Multiply in ASM 16x16

Brax02 · ‎11-19-2012

Hello,

I am looking for a routine in ASM for multiply 16bits x 16bits. With the temporary results saved via the stack.

Maybe somebody can help me ?

Thanks in advance.

georgevandebelt · ‎11-21-2012

Here is another implementation of a 16 x 16 bit unsigned multiply.

/*
*
* void Mult16(unsigned short a, unsigned short b, unsigned long *result)
*
* Unsigned 16 bit multiply - generates 32 bit unsigned result
*
* Algorithm
*    Uses the algebraic formula
*      (x + y) (w + z) = xw + yz + yz + xz
*    result = ah * bh * 2^16 + (ah * bl + al * bh) * 2^8 + al * bl
*        where: ah = high byte of a
*                al = low byte of a
*                bh = high byte of b
*                bl = low byte of b
*
*   Execution cycles - 175 maximum - includes call and return
*   Stack usage - 9 bytes
*
* Stack (add to stack offset when X is pushed on stack)
* SP + 1,2 result address
* SP + 3,4 return address
* SP + 5 ah
* SP + 6 al
* SP + 7 bh
* SP + 8 bl
* */
void Mul16(unsigned short a, unsigned short b, unsigned long *result)
{
_asm {
    pshx        ; save result address
    pshh        ; C uses HX for result address argument

; // ah * bh * 2^16 calculation
    tsx         ; X addressing is faster/ smaller (HX = SP + 1)
lda 4,x   ; get ah and bh
ldx 6,x
mul         ; // ah * bh * 2^16
    pshx
    ldhx 2,sp ; pointer to result
sta 1,x   ; save result
    pula
sta ,x   ; save result

    ; // al * bl calculation
    tsx
lda 5,x   ; get al and bl
ldx 7,x
mul         ; // al * bl
    pshx
    ldhx 2,sp
sta 3,x   ; save result
    pula
sta 2,x   ; save result
;
    // ah * bl * 2^8 calculation
    tsx
lda 4,x ; get ah and bl
ldx 7,x
mul       ; // ah * bl * 2^8
    pshx
    ldhx 2,sp
add 2,x ; add result
sta   2,x
   pula
adc 1,x ; add result
sta   1,x
bcc   L1
inc ,x ; advance MS byte

L1:
    // al * bh * 2^8 calculation
    tsx
lda 5,x ; get al and b7
ldx 6,x
mul       ; // al * b7 * 2^8
    pshx
    ldhx 2,sp
add 2,x ; add result
sta   2,x
   pula
adc 1,x ; add result
sta   1,x
bcc   L2
inc ,x ; advance MS byte

L2:
ais #2 ; discard result address
}
}

chrled · ‎01-13-2014

This routine is "almost" fast enough for what I'm doing.

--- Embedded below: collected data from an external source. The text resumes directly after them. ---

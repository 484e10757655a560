//! Decision-policy behavior: the replacement threshold, strict-improvement
//! adoption of alternatives, idempotent re-runs, and the repetition penalty.

use anyhow::{anyhow, Result};
use async_trait::async_trait;
use chrono::{Duration, NaiveDate, NaiveTime};
use meal_optimizer::{
    AlternativeSource, BudgetOutcome, BudgetPlanner, DayPlan, Ingredient, MealSlot, Mode,
    NoAlternatives, OptimizationContext, PantryItem, PlanOptimizer, Recipe, Season, SlotKind,
    StaticPricing, StaticSeasonality, WeeklyPlan,
};
use std::sync::atomic::{AtomicUsize, Ordering};

fn recipe(name: &str, ingredients: &[&str]) -> Recipe {
    Recipe {
        id: format!("id-{}", name.to_lowercase().replace(' ', "-")),
        name: name.to_string(),
        ingredients: ingredients
            .iter()
            .map(|n| Ingredient {
                name: n.to_string(),
                quantity: 1.0,
                unit: "unidad".to_string(),
                aisle: "misc".to_string(),
            })
            .collect(),
        instructions: vec![],
        prep_time_min: 10,
        cook_time_min: 20,
        servings: 2,
        nutrition: None,
        tags: vec![],
        cultural: None,
    }
}

fn plan_with_lunches(recipes: Vec<Recipe>) -> WeeklyPlan {
    // Monday start so no day in a short plan is protected.
    let start = NaiveDate::from_ymd_opt(2026, 3, 2).unwrap();
    let days: Vec<DayPlan> = recipes
        .into_iter()
        .enumerate()
        .map(|(i, r)| {
            let mut day = DayPlan::new(start + Duration::days(i as i64));
            day.meals.insert(
                SlotKind::Lunch,
                MealSlot::with_recipe(
                    SlotKind::Lunch,
                    NaiveTime::from_hms_opt(13, 0, 0).unwrap(),
                    r,
                ),
            );
            day
        })
        .collect();
    let len = days.len() as i64;
    WeeklyPlan {
        user_id: "user-1".to_string(),
        week_start: start,
        week_end: start + Duration::days(len.max(1) - 1),
        days,
    }
}

struct IdentityBudgetPlanner;

#[async_trait]
impl BudgetPlanner for IdentityBudgetPlanner {
    async fn optimize_plan_for_budget(&self, plan: &WeeklyPlan) -> Result<BudgetOutcome> {
        Ok(BudgetOutcome {
            plan: plan.clone(),
            change_count: 0,
            savings: 0.0,
        })
    }
}

/// Always offers the same fixed candidate, counting how often it is asked.
struct FixedAlternative {
    candidate: Recipe,
    calls: AtomicUsize,
}

impl FixedAlternative {
    fn new(candidate: Recipe) -> Self {
        FixedAlternative {
            candidate,
            calls: AtomicUsize::new(0),
        }
    }
}

#[async_trait]
impl AlternativeSource for FixedAlternative {
    async fn suggest(
        &self,
        _incumbent: &Recipe,
        _ctx: &OptimizationContext,
        _plan: &WeeklyPlan,
        _day_index: usize,
        _kind: SlotKind,
    ) -> Result<Option<Recipe>> {
        self.calls.fetch_add(1, Ordering::SeqCst);
        Ok(Some(self.candidate.clone()))
    }
}

/// Always errors, counting how often it is asked.
struct FailingAlternative {
    calls: AtomicUsize,
}

impl FailingAlternative {
    fn new() -> Self {
        FailingAlternative {
            calls: AtomicUsize::new(0),
        }
    }
}

#[async_trait]
impl AlternativeSource for FailingAlternative {
    async fn suggest(
        &self,
        _incumbent: &Recipe,
        _ctx: &OptimizationContext,
        _plan: &WeeklyPlan,
        _day_index: usize,
        _kind: SlotKind,
    ) -> Result<Option<Recipe>> {
        self.calls.fetch_add(1, Ordering::SeqCst);
        Err(anyhow!("recipe service unavailable"))
    }
}

fn pantry(names: &[&str]) -> Vec<PantryItem> {
    names
        .iter()
        .enumerate()
        .map(|(i, name)| PantryItem {
            id: format!("p{i}"),
            name: name.to_string(),
            amount: 1.0,
            unit: "kg".to_string(),
            location: "despensa".to_string(),
        })
        .collect()
}

/// An incumbent at or above the threshold keeps its slot and the alternative
/// source is never consulted.
#[tokio::test]
async fn test_above_threshold_incumbent_never_queries_alternatives() {
    // Everything aligned: free ingredients, full pantry match, in season,
    // traditional dish name.
    let incumbent = recipe("Asado con ensalada", &["tomate", "lechuga"]);
    let plan = plan_with_lunches(vec![incumbent.clone()]);

    let seasonality =
        StaticSeasonality::new().with_entries("pampa", Season::Summer, ["tomate", "lechuga"]);
    let pricing = StaticPricing::new(0.0);
    let budget = IdentityBudgetPlanner;
    let alternatives = FixedAlternative::new(recipe("Tarta de acelga", &["acelga"]));
    let optimizer = PlanOptimizer::new(&seasonality, &pricing, &budget, &alternatives);

    let mut ctx = OptimizationContext::new(Mode::Normal, "pampa", Season::Summer);
    ctx.pantry = pantry(&["tomate", "lechuga"]);

    let outcome = optimizer.optimize_weekly_plan(&plan, &ctx).await.unwrap();

    let lunch = outcome.plan.days[0].meals.get(&SlotKind::Lunch).unwrap();
    assert_eq!(lunch.recipe.as_ref().unwrap().name, "Asado con ensalada");
    let score = lunch.score.unwrap();
    assert!(score >= 0.7, "expected a keeper, scored {score}");
    assert_eq!(alternatives.calls.load(Ordering::SeqCst), 0);
}

/// A below-threshold incumbent is swapped for an alternative that scores
/// strictly higher.
#[tokio::test]
async fn test_below_threshold_adopts_strictly_better_alternative() {
    // Expensive, out of season, nothing in the pantry, unremarkable name.
    let incumbent = recipe("Caesar salad", &["faisan importado"]);
    let plan = plan_with_lunches(vec![incumbent]);

    let seasonality =
        StaticSeasonality::new().with_entries("pampa", Season::Summer, ["tomate", "zapallo"]);
    let pricing = StaticPricing::new(0.0)
        .with_price("faisan importado", 2000.0)
        .with_price("tomate", 10.0)
        .with_price("zapallo", 10.0);
    let budget = IdentityBudgetPlanner;
    let better = recipe("Empanadas de zapallo", &["tomate", "zapallo"]);
    let alternatives = FixedAlternative::new(better);
    let optimizer = PlanOptimizer::new(&seasonality, &pricing, &budget, &alternatives);

    let mut ctx = OptimizationContext::new(Mode::Normal, "pampa", Season::Summer);
    ctx.pantry = pantry(&["tomate", "zapallo"]);

    let outcome = optimizer.optimize_weekly_plan(&plan, &ctx).await.unwrap();

    let lunch = outcome.plan.days[0].meals.get(&SlotKind::Lunch).unwrap();
    assert_eq!(lunch.recipe.as_ref().unwrap().name, "Empanadas de zapallo");
    assert_eq!(lunch.recipe_id.as_deref(), Some("id-empanadas-de-zapallo"));
    assert_eq!(alternatives.calls.load(Ordering::SeqCst), 1);
    assert!(lunch.score.is_some());
}

/// An alternative that does not beat the incumbent is rejected: equal scores
/// are not an improvement.
#[tokio::test]
async fn test_below_threshold_rejects_non_improving_alternative() {
    let incumbent = recipe("Caesar salad", &["faisan importado"]);
    let plan = plan_with_lunches(vec![incumbent.clone()]);

    let seasonality = StaticSeasonality::new();
    let pricing = StaticPricing::new(0.0).with_price("faisan importado", 2000.0);
    let budget = IdentityBudgetPlanner;
    // The identical recipe scores identically, so it must not be adopted.
    let alternatives = FixedAlternative::new(incumbent.clone());
    let optimizer = PlanOptimizer::new(&seasonality, &pricing, &budget, &alternatives);

    let ctx = OptimizationContext::new(Mode::Normal, "pampa", Season::Summer);
    let outcome = optimizer.optimize_weekly_plan(&plan, &ctx).await.unwrap();

    let lunch = outcome.plan.days[0].meals.get(&SlotKind::Lunch).unwrap();
    assert_eq!(lunch.recipe.as_ref().unwrap().id, incumbent.id);
    assert_eq!(alternatives.calls.load(Ordering::SeqCst), 1);
    assert!(lunch.score.is_some());
}

/// An alternative-source failure is caught per call: the below-threshold
/// incumbent keeps its slot and is still annotated with its own score.
#[tokio::test]
async fn test_alternative_source_failure_keeps_incumbent() {
    let incumbent = recipe("Caesar salad", &["faisan importado"]);
    let plan = plan_with_lunches(vec![incumbent.clone()]);

    let seasonality = StaticSeasonality::new();
    let pricing = StaticPricing::new(0.0).with_price("faisan importado", 2000.0);
    let budget = IdentityBudgetPlanner;
    let alternatives = FailingAlternative::new();
    let optimizer = PlanOptimizer::new(&seasonality, &pricing, &budget, &alternatives);

    let ctx = OptimizationContext::new(Mode::Normal, "pampa", Season::Summer);
    let outcome = optimizer.optimize_weekly_plan(&plan, &ctx).await.unwrap();

    // The incumbent was below threshold, so the source was consulted once.
    assert_eq!(alternatives.calls.load(Ordering::SeqCst), 1);

    let lunch = outcome.plan.days[0].meals.get(&SlotKind::Lunch).unwrap();
    assert_eq!(lunch.recipe.as_ref().unwrap().id, incumbent.id);
    let score = lunch.score.expect("incumbent still annotated");
    assert!(score < 0.7);
}

/// With no alternatives available, re-running the optimizer recomputes scores
/// but never changes recipes.
#[tokio::test]
async fn test_rerun_without_alternatives_is_idempotent() {
    let plan = plan_with_lunches(vec![
        recipe("Milanesa con pure", &["peceto", "pan rallado"]),
        recipe("Tarta de acelga", &["acelga", "huevo"]),
        recipe("Guiso de mondongo", &["mondongo", "papa"]),
    ]);

    let seasonality = StaticSeasonality::new();
    let pricing = StaticPricing::new(60.0);
    let budget = IdentityBudgetPlanner;
    let alternatives = NoAlternatives;
    let optimizer = PlanOptimizer::new(&seasonality, &pricing, &budget, &alternatives);
    let ctx = OptimizationContext::new(Mode::Normal, "pampa", Season::Summer);

    let first = optimizer.optimize_weekly_plan(&plan, &ctx).await.unwrap();
    let second = optimizer
        .optimize_weekly_plan(&first.plan, &ctx)
        .await
        .unwrap();

    assert_eq!(first.plan, second.plan);
    for (day_a, day_b) in first.plan.days.iter().zip(second.plan.days.iter()) {
        for (kind, slot_a) in &day_a.meals {
            assert_eq!(slot_a.recipe_id, day_b.meals[kind].recipe_id);
        }
    }
}

/// Two identical lunches a day apart: the later one sits closer to more
/// repetitions inside its window and scores strictly lower on variety.
///
/// With only the two copies the symmetric ±3-day window makes them see each
/// other and tie, so the ordering is only observable when the two windows
/// hold different contents — here a third copy reachable from day 1 but not
/// from day 0.
#[tokio::test]
async fn test_repetition_penalty_orders_identical_recipes() {
    let plan = plan_with_lunches(vec![
        recipe("Milanesa con pure", &["peceto"]),
        recipe("Milanesa con pure", &["peceto"]),
        recipe("Tarta de acelga", &["acelga"]),
        recipe("Pastas caseras", &["harina"]),
        recipe("Milanesa con pure", &["peceto"]),
    ]);

    // Day 1's window reaches day 4 and sees two repetitions; day 0's window
    // stops at day 3 and sees only one.
    let earlier = meal_optimizer::scoring::variety_score(
        &plan,
        0,
        SlotKind::Lunch,
        "Milanesa con pure",
    );
    let later = meal_optimizer::scoring::variety_score(
        &plan,
        1,
        SlotKind::Lunch,
        "Milanesa con pure",
    );
    assert!(
        later < earlier,
        "later occurrence {later} should score below earlier {earlier}"
    );
}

I'm trying to get it fastest, but I can.

What I need to do is to square a 16 bit number and get a 32 bit result: a*a=b (a 16 bits) (b 32 bits).

Could anyone help me ?

tonyp · ‎11-21-2012

If you happen to be using the ASM8 assembler, you could use the libraries (STAKMATH and related wrapper files) found here and then (with the use of the included macros) it would be as simple as the attached example.

Ans16 is for 16-bit result.

Ans32 for 32-bit result (from 16-bit number).

rocco · ‎11-19-2012

Hi Brax,

Any particular processor that you had in mind?

Do you want code that returns the product on the stack, or just uses the stack for temporary storage?

Do you wish the multiplier and multiplicand to be passed on the stack as well?

I have code for HC05, HC08 and S08. The code uses a 32-bit pseudo-accumulator, but can be modified to use the stack for the parameters and result. It uses the cpu registers for temporary storage, not the stack.

Brax02 · ‎11-20-2012

I use a HCS08. My idea is to use the stack for the temporary storage. If possible I don't want to declare temporary variable. I don't need to return the product on the stack. I also don't need to pass the multiplier and multiplicand on the stack.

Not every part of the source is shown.